One of the things I usually start with is with this question, assuming that something had to always exist: “If God didn’t always exist, what did?” Dora expressed some appreciation for the question. We talked for a bit about how life must have originated from something or someone alive in order to produce life. I told her that I was attempting to make a logical, reasonable case for the reality of God. Dora responded that it made sense that it would take something or someone alive to to produce new life. She also expressed agreement that if God can produce human life from dust, or essentially nothing, than anything and everything after that from God is logically and reasonable possible. It made sense to her. If only it were true.

So then, we talked about the historical facts surrounding the life death of Jesus; and that even the empty tomb is considered to be historical fact. It’s not something really up for debate. Not long before that, I had mentioned that I am an ordained minister, but not in the role of pastor, but as a counselor getting to speak with her. Dora was then able to agree that if God could make life out of nothing than it was possible that God could resurrect Jesus from the dead, even after three days. On an intellectual level this made sense to her.

So far, these were just words, but they helped me to build some rapport with Dora.
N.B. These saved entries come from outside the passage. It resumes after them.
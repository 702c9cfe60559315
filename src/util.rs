use alloy_primitives::{Address, U256};
use anyhow::{anyhow, Result};
use bigdecimal::BigDecimal;
use num_bigint::BigInt;
use std::str::FromStr;

/// Number of decimals used by TFUEL and every TNT-20 token this indexer
/// tracks. Raw on-chain amounts are wei-style fixed-point integers.
pub const TOKEN_DECIMALS: i64 = 18;

/// Converts a raw 18-decimal chain amount into a `BigDecimal` token amount.
pub fn wei_to_decimal(amount: U256) -> BigDecimal {
    // U256 -> BigInt via decimal string; U256 always formats as base-10 digits.
    let digits = BigInt::from_str(&amount.to_string()).expect("U256 is valid decimal");
    BigDecimal::new(digits, TOKEN_DECIMALS)
}

/// Converts an integer-valued chain field (ids, timestamps, counters) to i64,
/// failing on values that do not fit rather than silently truncating.
pub fn u256_to_i64(value: U256) -> Result<i64> {
    let limbs = value.as_limbs();
    if limbs[1] != 0 || limbs[2] != 0 || limbs[3] != 0 || limbs[0] > i64::MAX as u64 {
        return Err(anyhow!("chain value {} does not fit in i64", value));
    }
    Ok(limbs[0] as i64)
}

/// Canonical storage form for an address: lowercase, 0x-prefixed hex.
pub fn addr_hex(address: &Address) -> String {
    format!("{:#x}", address)
}
table! {
    addresses (id) {
        id -> Int4,
        address -> Text,
    }
}

table! {
    applied_logs (id) {
        id -> Int4,
        transaction_id -> Int4,
        log_index -> Int4,
    }
}

table! {
    config (name) {
        name -> Text,
        value -> Int8,
        transaction_id -> Nullable<Int4>,
    }
}

table! {
    options (id) {
        id -> Int4,
        proposal_id -> Int8,
        on_chain_text -> Text,
        text -> Nullable<Text>,
        votes -> Int8,
        on_chain_id -> Int4,
    }
}

table! {
    proposals (id) {
        id -> Int8,
        proposer_id -> Int4,
        start_timestamp -> Int8,
        end_timestamp -> Int8,
        title -> Text,
        on_chain_description -> Text,
        description -> Nullable<Text>,
        links -> Nullable<Text>,
        reward_token_id -> Nullable<Int4>,
        option_count -> Int4,
        tfuel_pot_amount -> Numeric,
        reward_token_pot_amount -> Numeric,
        voter_count -> Int4,
        cancelled -> Bool,
        transaction_id -> Int4,
    }
}

table! {
    proposers (id) {
        id -> Int4,
        address_id -> Int4,
        proposal_count -> Int4,
        is_active -> Bool,
    }
}

table! {
    tnt20_deposits (id) {
        id -> Int4,
        voter_id -> Int4,
        voting_token_id -> Int4,
        amount -> Numeric,
        transaction_id -> Int4,
    }
}

table! {
    tnt721_deposits (id) {
        id -> Int4,
        token_id -> Int8,
        voting_token_id -> Int4,
        voter_id -> Int4,
        transaction_id -> Int4,
    }
}

table! {
    tokens (id) {
        id -> Int4,
        name -> Nullable<Text>,
        address_id -> Int4,
        voting_power -> Int8,
        lock_address_id -> Int4,
        is_tnt20 -> Bool,
        is_active -> Bool,
        is_reward_token -> Bool,
    }
}

table! {
    transactions (id) {
        id -> Int4,
        block_height -> Int8,
        tx_hash -> Text,
        timestamp -> Int8,
    }
}

table! {
    voters (id) {
        id -> Int4,
        address_id -> Int4,
    }
}

table! {
    votes (id) {
        id -> Int4,
        proposal_id -> Int8,
        voter_id -> Int4,
        option_index -> Int4,
        vote_weight -> Int8,
        claimed_reward -> Bool,
        transaction_id -> Int4,
    }
}

table! {
    voting_tokens (id) {
        id -> Int4,
        proposal_id -> Int8,
        token_id -> Int4,
        voting_power -> Int8,
    }
}

allow_tables_to_appear_in_same_query!(
    addresses,
    applied_logs,
    config,
    options,
    proposals,
    proposers,
    tnt20_deposits,
    tnt721_deposits,
    tokens,
    transactions,
    voters,
    votes,
    voting_tokens,
);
I could sense that she might trust me to share a few stories with her. I needed to attract her to wanting relationship with God before hoping to compel Dora to want something she had no idea until then was real. She wouldn’t be going anywhere for a bit so I asked if I could share these stories with her. She nodded that I could, so I did. Keep in mind, that I am sharing these stories with Dora. Maybe, just maybe, she will find some hope in hearing them, assuming she trusts me enough to be telling her the truth. I began with the real-life story of Jo and Liv.

Jo

I was counseling a high graduate still under the cloud of passive suicidal ideation (thoughts and feelings with no plan) while able to contract for safety as she prepared for discharge from the hospital. While we were talking, there was another adolescent patient struggling with symptoms that evoked a profanity-laced psychotic rant from her room that could be heard throughout the adolescent psychiatric ward, who I will refer to as Liv. Her rant included threats of violence against whoever it was that had violated her in the past.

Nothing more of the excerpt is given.